Collapse Features' Collection
Collapse Features' Collection

Credits: NASA/JPL/Arizona State University (ASU) - Credits for the additional process. and color.: Dr Paolo C. Fienga/Lunar Explorer Italia/IPF

Even today's APOD image was taken by the NASA - Mars Odyssey Orbiter, this time during its 47.952nd Orbit, and it shows us a small fraction of the unbelievably compllicated Network of Collapse Features (Pits, Pit-Chains, Channels and Fissures) which are located on the Northern Flank of the Martian Volcano known as Ascreaus Mons (a large Shield Volcano located in the Tharsis Region of the Red Planet). Ascraeus Mons is the Northernmost and tallest of the 3 (three) Shield Volcanoes collectively known as the Tharsis Montes,being the other two huge Volcanoes known as Pavonis and Arsia Mons (if you wish to have an orbital vision of all these three fascinating Volcanoes, as well as a portion of the Noctis Labyrinthus Region of Mars, please go to Archive and refer to the APOD of February, 14th, 2012). Out of curiosity, Ascraeus Mons' location corresponds to the so-called "Classical Albedo Feature" which was known as Ascraeus Lacus.

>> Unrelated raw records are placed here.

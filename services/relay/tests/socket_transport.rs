/// Socket transport tests against a mock agent.
///
/// Validates:
/// - hello handshake yields a connection id and server capabilities
/// - request/response correlation by request id
/// - event delivery through the transport's stream
/// - reconnect with resume: cursors presented, missed tail replayed
/// - rejected resume resets the connection identity
use relay::transport::{ReconnectConfig, SocketTransport, TransportEvent};
use relay_protocol::ClientInfo;
use relay_test_utils::MockAgentServer;
use std::time::Duration;
use tokio::sync::broadcast;

fn client_info() -> ClientInfo {
    ClientInfo {
        name: "relay-test".to_owned(),
        version: "0".to_owned(),
    }
}

fn fast_reconnect() -> ReconnectConfig {
    ReconnectConfig {
        max_attempts: 5,
        base: Duration::from_millis(50),
        max_delay: Duration::from_millis(400),
    }
}

async fn recv_event(
    events: &mut broadcast::Receiver<TransportEvent>,
) -> TransportEvent {
    tokio::time::timeout(Duration::from_secs(5), events.recv())
        .await
        .expect("event within deadline")
        .expect("stream open")
}

#[tokio::test]
async fn handshake_and_request_correlation() {
    let mock = MockAgentServer::start().await.unwrap();
    let transport = SocketTransport::new(mock.url(), client_info(), fast_reconnect());

    transport.connect().await.unwrap();
    assert!(transport.is_connected().await);
    let connection_id = transport.connection_id().await.unwrap();
    assert!(!connection_id.is_empty());
    let caps = transport.server_capabilities().await.unwrap();
    assert!(caps.resume);

    let response = transport
        .send_raw(
            "session.get_state",
            Some("s1"),
            None,
            Some(Duration::from_secs(2)),
        )
        .await
        .unwrap();
    assert!(response.ok);

    // Both the hello and the request reached the agent.
    let methods: Vec<String> = mock.requests().iter().map(|r| r.method.clone()).collect();
    assert_eq!(methods, vec!["hello".to_owned(), "session.get_state".to_owned()]);

    transport.disconnect().await;
    assert!(!transport.is_connected().await);
}

#[tokio::test]
async fn events_reach_the_single_consumer() {
    let mock = MockAgentServer::start().await.unwrap();
    let transport = SocketTransport::new(mock.url(), client_info(), fast_reconnect());
    let mut events = transport.events();
    transport.connect().await.unwrap();

    mock.emit_event("s1", Some(1), "agent_start", None);
    mock.emit_event(
        "s1",
        Some(2),
        "message_update",
        Some(serde_json::json!({"event": {"type": "text_delta", "text": "hi"}})),
    );

    let first = recv_event(&mut events).await;
    assert_eq!(first.event_type, "agent_start");
    assert_eq!(first.seq, Some(1));

    let second = recv_event(&mut events).await;
    assert_eq!(second.event_type, "message_update");
    assert_eq!(second.session_id.as_deref(), Some("s1"));

    transport.disconnect().await;
}

#[tokio::test]
async fn reconnect_presents_cursors_and_replays_missed_tail() {
    let mock = MockAgentServer::start().await.unwrap();
    let transport = SocketTransport::new(mock.url(), client_info(), fast_reconnect());
    let mut events = transport.events();
    transport.connect().await.unwrap();
    let first_id = transport.connection_id().await.unwrap();

    for seq in 1..=3u64 {
        mock.emit_event("s5", Some(seq), "turn_start", None);
    }
    for _ in 0..3 {
        recv_event(&mut events).await;
    }

    // Drop the connection, then emit while the transport is down.
    mock.kill_connections();
    tokio::time::sleep(Duration::from_millis(100)).await;
    mock.emit_event("s5", Some(4), "turn_start", None);
    mock.emit_event("s5", Some(5), "turn_end", None);

    // The reconnect controller resumes and the missed tail replays in order.
    let replayed = recv_event(&mut events).await;
    assert_eq!(replayed.seq, Some(4));
    let replayed = recv_event(&mut events).await;
    assert_eq!(replayed.seq, Some(5));

    assert_eq!(transport.connection_id().await.unwrap(), first_id);
    let resumes = mock.resumes();
    assert_eq!(resumes.len(), 2);
    let presented = resumes[1].as_ref().expect("resume presented on reconnect");
    assert_eq!(presented.connection_id, first_id);
    assert_eq!(presented.last_seq_by_session.get("s5"), Some(&3));

    transport.disconnect().await;
}

#[tokio::test]
async fn rejected_resume_resets_connection_identity() {
    let mock = MockAgentServer::start().await.unwrap();
    let transport = SocketTransport::new(mock.url(), client_info(), fast_reconnect());
    transport.connect().await.unwrap();
    let first_id = transport.connection_id().await.unwrap();

    mock.set_accept_resume(false);
    mock.kill_connections();

    // Wait for the reconnect to land.
    let deadline = tokio::time::Instant::now() + Duration::from_secs(5);
    loop {
        if transport.is_connected().await {
            if let Some(id) = transport.connection_id().await {
                if id != first_id {
                    break;
                }
            }
        }
        assert!(
            tokio::time::Instant::now() < deadline,
            "reconnect did not complete in time"
        );
        tokio::time::sleep(Duration::from_millis(25)).await;
    }

    transport.disconnect().await;
}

Ascraeus Mons was actually discovered by the NASA - Mariner 9 Spacecraft in 1971. This enormous Volcano, however, was originally just called "North Spot", since it was the Northernmost of the only 4 (four) "Spots" (---> Reliefs) visible on the whole Surface of Mars which, at that time (and due to a Global Dust Storm), looked completely featureless from the orbit. As the Dust cleared, the abovementioned "Spots" were revealed to be extremely tall Shield Volcanoes whose Summits stood above the Dust-flooded, Lower Atmosphere. The Volcano's name officially became Ascraeus Mons in 1973.


Latitude: 13,6538° North
Longitude: 257,429° East
Instrument: VIS
Captured: October, 5th, 2012


This frame (which is an Original Mars Odyssey Orbiter b/w frame published on the NASA - Planetary Photojournal with the ID n. PIA 16647) has been additionally processed and then colorized in Absolute Natural Colors (such as the colors that a human eye would actually perceive if someone were onboard the NASA - Mars Odyssey Orbiter and then looked down, towards the Surface of Mars), by using an original technique created - and, in time, dramatically improved - by the Lunar Explorer Italia Team.